======== INFORMATION PROVIDED
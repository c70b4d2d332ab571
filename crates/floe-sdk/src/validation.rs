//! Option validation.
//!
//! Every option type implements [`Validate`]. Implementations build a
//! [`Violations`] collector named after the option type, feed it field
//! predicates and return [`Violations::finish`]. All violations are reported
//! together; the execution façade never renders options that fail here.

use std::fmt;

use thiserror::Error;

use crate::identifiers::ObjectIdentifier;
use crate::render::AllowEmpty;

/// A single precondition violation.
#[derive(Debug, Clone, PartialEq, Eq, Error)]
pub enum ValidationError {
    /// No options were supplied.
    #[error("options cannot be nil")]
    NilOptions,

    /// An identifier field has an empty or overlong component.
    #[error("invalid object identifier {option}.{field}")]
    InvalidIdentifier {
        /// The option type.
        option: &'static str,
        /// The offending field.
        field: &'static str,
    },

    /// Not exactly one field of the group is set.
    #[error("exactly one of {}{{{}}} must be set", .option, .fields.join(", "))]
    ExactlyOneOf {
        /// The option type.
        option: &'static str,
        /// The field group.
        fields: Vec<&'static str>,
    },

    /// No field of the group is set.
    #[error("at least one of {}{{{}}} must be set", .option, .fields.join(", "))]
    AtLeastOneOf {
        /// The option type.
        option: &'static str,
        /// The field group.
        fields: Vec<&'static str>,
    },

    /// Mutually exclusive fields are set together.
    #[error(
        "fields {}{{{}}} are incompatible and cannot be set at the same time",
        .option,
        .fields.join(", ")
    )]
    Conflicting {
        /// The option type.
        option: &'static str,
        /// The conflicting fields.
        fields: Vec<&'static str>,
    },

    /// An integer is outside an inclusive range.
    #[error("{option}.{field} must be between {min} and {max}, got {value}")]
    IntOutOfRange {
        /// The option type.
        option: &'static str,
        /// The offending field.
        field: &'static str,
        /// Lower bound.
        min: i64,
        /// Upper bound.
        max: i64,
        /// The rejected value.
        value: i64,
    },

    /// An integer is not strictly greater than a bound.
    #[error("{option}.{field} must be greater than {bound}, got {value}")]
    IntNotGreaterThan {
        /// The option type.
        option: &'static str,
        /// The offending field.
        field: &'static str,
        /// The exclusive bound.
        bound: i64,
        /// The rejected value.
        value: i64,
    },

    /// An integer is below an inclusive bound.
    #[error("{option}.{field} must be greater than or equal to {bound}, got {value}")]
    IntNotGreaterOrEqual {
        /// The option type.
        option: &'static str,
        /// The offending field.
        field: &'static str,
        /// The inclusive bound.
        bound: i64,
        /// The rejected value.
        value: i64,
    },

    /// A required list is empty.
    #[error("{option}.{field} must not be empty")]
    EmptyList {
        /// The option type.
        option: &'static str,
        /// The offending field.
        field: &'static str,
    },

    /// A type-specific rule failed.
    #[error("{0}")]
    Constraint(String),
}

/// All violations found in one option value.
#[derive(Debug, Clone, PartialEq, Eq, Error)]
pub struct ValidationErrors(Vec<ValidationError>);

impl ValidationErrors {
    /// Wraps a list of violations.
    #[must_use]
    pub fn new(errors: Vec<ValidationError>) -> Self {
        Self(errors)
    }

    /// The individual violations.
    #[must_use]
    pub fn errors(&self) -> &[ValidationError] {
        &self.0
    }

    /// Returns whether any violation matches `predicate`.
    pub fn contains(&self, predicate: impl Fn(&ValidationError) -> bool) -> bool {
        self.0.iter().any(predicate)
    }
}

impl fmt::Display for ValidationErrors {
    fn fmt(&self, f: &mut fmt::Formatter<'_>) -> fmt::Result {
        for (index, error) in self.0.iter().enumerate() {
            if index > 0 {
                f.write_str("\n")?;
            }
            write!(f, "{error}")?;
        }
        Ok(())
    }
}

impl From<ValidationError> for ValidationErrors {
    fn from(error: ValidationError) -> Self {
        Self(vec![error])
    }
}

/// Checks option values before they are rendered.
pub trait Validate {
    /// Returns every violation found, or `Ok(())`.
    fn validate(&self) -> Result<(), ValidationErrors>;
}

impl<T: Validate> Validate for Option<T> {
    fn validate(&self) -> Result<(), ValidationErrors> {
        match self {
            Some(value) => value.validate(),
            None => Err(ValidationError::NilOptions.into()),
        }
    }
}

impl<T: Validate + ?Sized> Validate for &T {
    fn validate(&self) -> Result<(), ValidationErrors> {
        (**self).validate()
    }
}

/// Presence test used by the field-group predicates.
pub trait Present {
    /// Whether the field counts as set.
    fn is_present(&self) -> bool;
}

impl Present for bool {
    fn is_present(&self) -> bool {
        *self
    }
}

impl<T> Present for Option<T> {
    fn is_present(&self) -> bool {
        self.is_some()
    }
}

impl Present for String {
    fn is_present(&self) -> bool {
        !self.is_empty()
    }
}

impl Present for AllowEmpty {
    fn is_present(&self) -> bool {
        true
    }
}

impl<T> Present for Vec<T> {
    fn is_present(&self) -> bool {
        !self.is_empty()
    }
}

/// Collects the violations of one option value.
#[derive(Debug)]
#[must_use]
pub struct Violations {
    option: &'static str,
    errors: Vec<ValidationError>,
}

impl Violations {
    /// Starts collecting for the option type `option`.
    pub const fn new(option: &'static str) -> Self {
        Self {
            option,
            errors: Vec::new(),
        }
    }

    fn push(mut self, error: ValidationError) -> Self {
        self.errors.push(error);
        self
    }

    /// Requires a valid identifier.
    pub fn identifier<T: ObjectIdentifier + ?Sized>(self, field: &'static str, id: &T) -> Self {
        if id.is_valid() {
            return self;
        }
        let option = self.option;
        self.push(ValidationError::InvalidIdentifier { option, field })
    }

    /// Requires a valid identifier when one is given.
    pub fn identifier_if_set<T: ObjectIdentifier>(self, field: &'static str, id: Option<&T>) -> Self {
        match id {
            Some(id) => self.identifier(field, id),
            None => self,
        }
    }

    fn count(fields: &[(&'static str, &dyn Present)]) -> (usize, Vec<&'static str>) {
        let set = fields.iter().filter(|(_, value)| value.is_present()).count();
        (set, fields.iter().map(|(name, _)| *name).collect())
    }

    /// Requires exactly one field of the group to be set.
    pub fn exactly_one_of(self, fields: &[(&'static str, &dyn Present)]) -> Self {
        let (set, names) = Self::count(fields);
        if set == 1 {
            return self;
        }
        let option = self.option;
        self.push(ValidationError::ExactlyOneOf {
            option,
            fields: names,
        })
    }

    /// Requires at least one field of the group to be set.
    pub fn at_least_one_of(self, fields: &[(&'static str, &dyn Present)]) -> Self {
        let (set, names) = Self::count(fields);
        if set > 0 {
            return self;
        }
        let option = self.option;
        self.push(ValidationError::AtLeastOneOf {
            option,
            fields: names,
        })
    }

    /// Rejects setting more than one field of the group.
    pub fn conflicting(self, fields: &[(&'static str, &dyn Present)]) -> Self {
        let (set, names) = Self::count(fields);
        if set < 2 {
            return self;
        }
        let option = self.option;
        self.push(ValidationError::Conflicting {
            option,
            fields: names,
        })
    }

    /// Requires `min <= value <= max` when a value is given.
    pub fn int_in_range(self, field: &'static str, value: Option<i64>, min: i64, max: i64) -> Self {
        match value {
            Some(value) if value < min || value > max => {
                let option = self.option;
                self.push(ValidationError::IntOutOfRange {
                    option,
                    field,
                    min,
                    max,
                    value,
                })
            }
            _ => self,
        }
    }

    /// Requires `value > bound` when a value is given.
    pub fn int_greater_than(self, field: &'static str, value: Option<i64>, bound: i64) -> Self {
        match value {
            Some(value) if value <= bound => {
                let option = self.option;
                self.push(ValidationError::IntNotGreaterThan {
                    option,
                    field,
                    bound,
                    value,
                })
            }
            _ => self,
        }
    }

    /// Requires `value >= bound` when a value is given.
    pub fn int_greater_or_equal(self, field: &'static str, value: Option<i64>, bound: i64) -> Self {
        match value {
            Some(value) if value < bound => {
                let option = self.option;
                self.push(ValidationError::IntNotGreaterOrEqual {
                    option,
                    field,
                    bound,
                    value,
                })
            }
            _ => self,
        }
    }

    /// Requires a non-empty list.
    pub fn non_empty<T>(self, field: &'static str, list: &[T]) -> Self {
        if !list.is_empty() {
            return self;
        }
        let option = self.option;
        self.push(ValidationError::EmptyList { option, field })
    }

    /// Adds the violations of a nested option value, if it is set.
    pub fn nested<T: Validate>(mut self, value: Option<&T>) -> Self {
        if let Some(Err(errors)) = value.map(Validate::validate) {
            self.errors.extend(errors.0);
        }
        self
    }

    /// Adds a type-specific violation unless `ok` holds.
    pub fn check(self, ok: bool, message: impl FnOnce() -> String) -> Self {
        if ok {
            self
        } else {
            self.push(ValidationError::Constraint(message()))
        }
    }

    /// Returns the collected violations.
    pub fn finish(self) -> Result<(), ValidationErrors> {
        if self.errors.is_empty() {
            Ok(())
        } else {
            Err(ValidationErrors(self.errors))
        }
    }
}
================
WHAT YOU SHOULD DO: Taking the listing above as the source, transcribe only the lines starting at the line with "single precondition violation." and going through the line with "one field of the group is set.", unaltered and with both ends included.

SOLUTION FOR THIS PROBLEM:
/// A single precondition violation.
#[derive(Debug, Clone, PartialEq, Eq, Error)]
pub enum ValidationError {
    /// No options were supplied.
    #[error("options cannot be nil")]
    NilOptions,

    /// An identifier field has an empty or overlong component.
    #[error("invalid object identifier {option}.{field}")]
    InvalidIdentifier {
        /// The option type.
        option: &'static str,
        /// The offending field.
        field: &'static str,
    },

    /// Not exactly one field of the group is set.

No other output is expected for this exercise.